Monday, December 26, 2011

Google files motion to dismiss

"The claims of the associations should be dismissed without leave to amend because they lack standing as a matter of law, since they do not themselves own copyrights and do not meet the test for associational standing set forth in Hunt." p. 19

With that conclusion, Google has filed a motion asserting that the copyright infringement lawsuits filed by the Authors' Guild and the American Society of Media Photographers, Inc. be dismissed. The arguments made in the document are:

"Individual copyright owners' participation is necessary to establish a claim for copyright infringement." (p.1)
"Plaintiff associations do not own copyrights alleged to have been infringed, and do not have standing to sue for copyright infringement." (p.4)
"Every copyright, and every alleged copyright infringement, is different."(p.7)
"... a central issue in these cases is whether the conduct alleged in the Complaints constitute fair use under 17 U.S.C. 107. Litigating that issue will require the participation of individual association members, because many of the relevant facts are specific to the particular work in question." (p.11)

All of this sounds plausible to this legal novice, but there are a couple of puzzling issues. First, why did Google not make these arguments in 2005 when the Authors' Guild filed suit? Instead, they negotiated with the association for six years, presumably in good faith, and those negotiations hinged on the acceptance of the AG as a representative of authors and their rights in their works. If Google had thought that the AG did not have standing, none of that negotiation would have made much sense.

Second, Google says in this document that fair use has to be determined on a case-by-case basis. They even quote from Campbell v. Acuff-Rose Music, Inc. that "Fair use must 'be judged case by case, in light of the ends of the copyright law....' It is 'not to be simplified with bright-line rules." (p.11) This seems to undermine Google's original defense that copying for the purposes of creating an index is itself fair use, not something that has to be determined on a case by case basis.

It isn't surprising the Google wants to bring an end to this case. It is now entering its seventh year (the original suit was filed in September of 2005), and has undoubtedly been costly for all parties. Google was moving ahead in putting into place the foundations for the settlement, including the creation of a large database of works and a means for owners to claim the copyrights. They had designated a director for the Book Rights Registry, which would administer the business agreed on in the settlement. The failure of the settlement and the amended settlement to get court approval meant that all of that effort was for naught. Yet it isn't clear to me (and I hope someone can speak to this) what practical outcome Google is seeking for its book digitization effort. A dismissal of this nature would put Google in the rather cynical position of continuing book scanning knowing that few individual authors will have the means to take Google to court, and those individual payments would probably be affordable for this multi-billion dollar company. If dismissal is rejected, then at least that aspect of the suit is clarified, but next steps surely will be that the suit goes forward as first entered.

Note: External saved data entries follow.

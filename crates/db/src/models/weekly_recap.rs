use chrono::{DateTime, NaiveDate, Utc};
use serde::{Deserialize, Serialize};
use sqlx::{FromRow, SqlitePool};
use ts_rs::TS;
use uuid::Uuid;

/// One participant's line in a weekly recap, ordered by leaderboard rank
#[derive(Debug, Clone, PartialEq, Serialize, Deserialize, TS)]
#[serde(rename_all = "camelCase")]
pub struct ParticipantRecap {
    pub user_id: Uuid,
    pub display_name: Option<String>,
    pub rank: u32,
    pub expected_obligations: u32,
    pub successes: u32,
    pub folds: u32,
    pub completion_rate: f64, // 0.0 ..= 1.0
    pub current_streak: u32,
}

/// Aggregated week of obligations for a pact
#[derive(Debug, Clone, PartialEq, Serialize, Deserialize, TS)]
#[serde(rename_all = "camelCase")]
pub struct RecapData {
    pub pact_name: String,
    pub week_start: NaiveDate,
    pub week_end: NaiveDate,
    pub expected_obligations: u32,
    pub participants: Vec<ParticipantRecap>,
}

#[derive(Debug, Clone, FromRow, Serialize, Deserialize, TS)]
pub struct WeeklyRecap {
    pub id: Uuid,
    pub pact_id: Uuid,
    pub week_start: NaiveDate,
    pub week_end: NaiveDate,
    pub recap_data: String, // JSON-serialized RecapData
    pub created_at: DateTime<Utc>,
}

impl WeeklyRecap {
    /// Parse the recap_data JSON into a RecapData struct
    pub fn parsed_recap(&self) -> Option<RecapData> {
        serde_json::from_str(&self.recap_data).ok()
    }

    /// Store the recap for a pact's week, replacing any earlier run for the same week
    pub async fn upsert(
        pool: &SqlitePool,
        pact_id: Uuid,
        recap: &RecapData,
    ) -> Result<Self, sqlx::Error> {
        let id = Uuid::new_v4();
        let json =
            serde_json::to_string(recap).map_err(|e| sqlx::Error::Protocol(e.to_string()))?;
        sqlx::query_as::<_, WeeklyRecap>(
            r#"INSERT INTO weekly_recaps (id, pact_id, week_start, week_end, recap_data)
               VALUES ($1, $2, $3, $4, $5)
               ON CONFLICT(pact_id, week_start) DO UPDATE SET
                   week_end = excluded.week_end,
                   recap_data = excluded.recap_data,
                   created_at = datetime('now', 'subsec')
               RETURNING id, pact_id, week_start, week_end, recap_data, created_at"#,
        )
        .bind(id)
        .bind(pact_id)
        .bind(recap.week_start)
        .bind(recap.week_end)
        .bind(json)
        .fetch_one(pool)
        .await
    }

    pub async fn find_latest_by_pact_id(
        pool: &SqlitePool,
        pact_id: Uuid,
    ) -> Result<Option<Self>, sqlx::Error> {
        sqlx::query_as::<_, WeeklyRecap>(
            r#"SELECT id, pact_id, week_start, week_end, recap_data, created_at
               FROM weekly_recaps
               WHERE pact_id = $1
               ORDER BY week_start DESC
               LIMIT 1"#,
        )
        .bind(pact_id)
        .fetch_optional(pool)
        .await
    }
}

The one thing that is clear is that negotiations between Google and the AG are no longer on the horizon.

Note, also, that the Authors Guild has filed suit against the HathiTrust for copyright infringement, and the decision here will no doubt reflect on that case as well.

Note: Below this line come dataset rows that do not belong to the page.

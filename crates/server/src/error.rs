use axum::{
    http::StatusCode,
    response::{IntoResponse, Json as ResponseJson, Response},
};
use services::services::{
    auto_fold::AutoFoldError, check_in_reminder::ReminderError, weekly_recap::WeeklyRecapError,
};
use thiserror::Error;
use tracing::error;
use utils::response::ApiResponse;
use uuid::Uuid;

#[derive(Debug, Error)]
pub enum ApiError {
    #[error(transparent)]
    Database(#[from] sqlx::Error),
    #[error(transparent)]
    Reminder(#[from] ReminderError),
    #[error(transparent)]
    AutoFold(#[from] AutoFoldError),
    #[error(transparent)]
    WeeklyRecap(#[from] WeeklyRecapError),
    #[error("pact not found: {0}")]
    PactNotFound(Uuid),
    #[error("bad request: {0}")]
    BadRequest(String),
}

impl ApiError {
    fn status_code(&self) -> StatusCode {
        match self {
            ApiError::PactNotFound(_)
            | ApiError::Reminder(ReminderError::PactNotFound(_))
            | ApiError::WeeklyRecap(WeeklyRecapError::PactNotFound(_)) => StatusCode::NOT_FOUND,
            ApiError::BadRequest(_) => StatusCode::BAD_REQUEST,
            ApiError::Database(_)
            | ApiError::Reminder(ReminderError::Database(_))
            | ApiError::AutoFold(AutoFoldError::Database(_))
            | ApiError::WeeklyRecap(WeeklyRecapError::Database(_)) => {
                StatusCode::INTERNAL_SERVER_ERROR
            }
        }
    }
}

impl IntoResponse for ApiError {
    fn into_response(self) -> Response {
        let status = self.status_code();
        if status.is_server_error() {
            error!(error = %self, "Request failed");
        }

        let message = match status {
            StatusCode::INTERNAL_SERVER_ERROR => "Internal server error".to_string(),
            _ => self.to_string(),
        };
        let body = ApiResponse::<()>::error(&message);
        (status, ResponseJson(body)).into_response()
    }
}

Thursday, December 22, 2011

National Library of Sweden and OCLC fail to agree

In a blog post entitled "No deal with OCLC" the National Library of Sweden has announced that after five years they have ended negotiations with OCLC to become participants in WorldCat. The point of difference was over the OCLC record use policy. Sweden has declared the bibliographic data in the Swedish National Catalog, Libris, to be open for use without constraints.

"A fundamental condition for the entire Libris collaboration is voluntary participation. Libraries that catalogue in Libris can take out all their bibliographic records and incorporate them instead into another system, or use them in anyway the library finds suitable." (from the blog post)

This is an example of the down-stream constraint issues that we discussed while working on the Open Bibliography Principles for the Open Knowledge Foundation. While open data may appear to be primarily an ideological stance it in fact has real practical implications. A bibliographic database is made up of records and data elements that can have uses in many contexts. In addition, the same bibliographic data may exist in numerous databases managed by members of entirely different communities. Someone may wish to create a new database or service using data coming from a variety of sources. At times someone will want to use only portions of records and may mix and match individual data elements from different sources. Any kind of constraints on use of the data, including something as seemingly innocuous as allowing all non-commercial use, require the user of the data to keep track of the source of each record or data element. Practically this means that an application using the mix of data is effectively constrained by the most strict contract in the mix.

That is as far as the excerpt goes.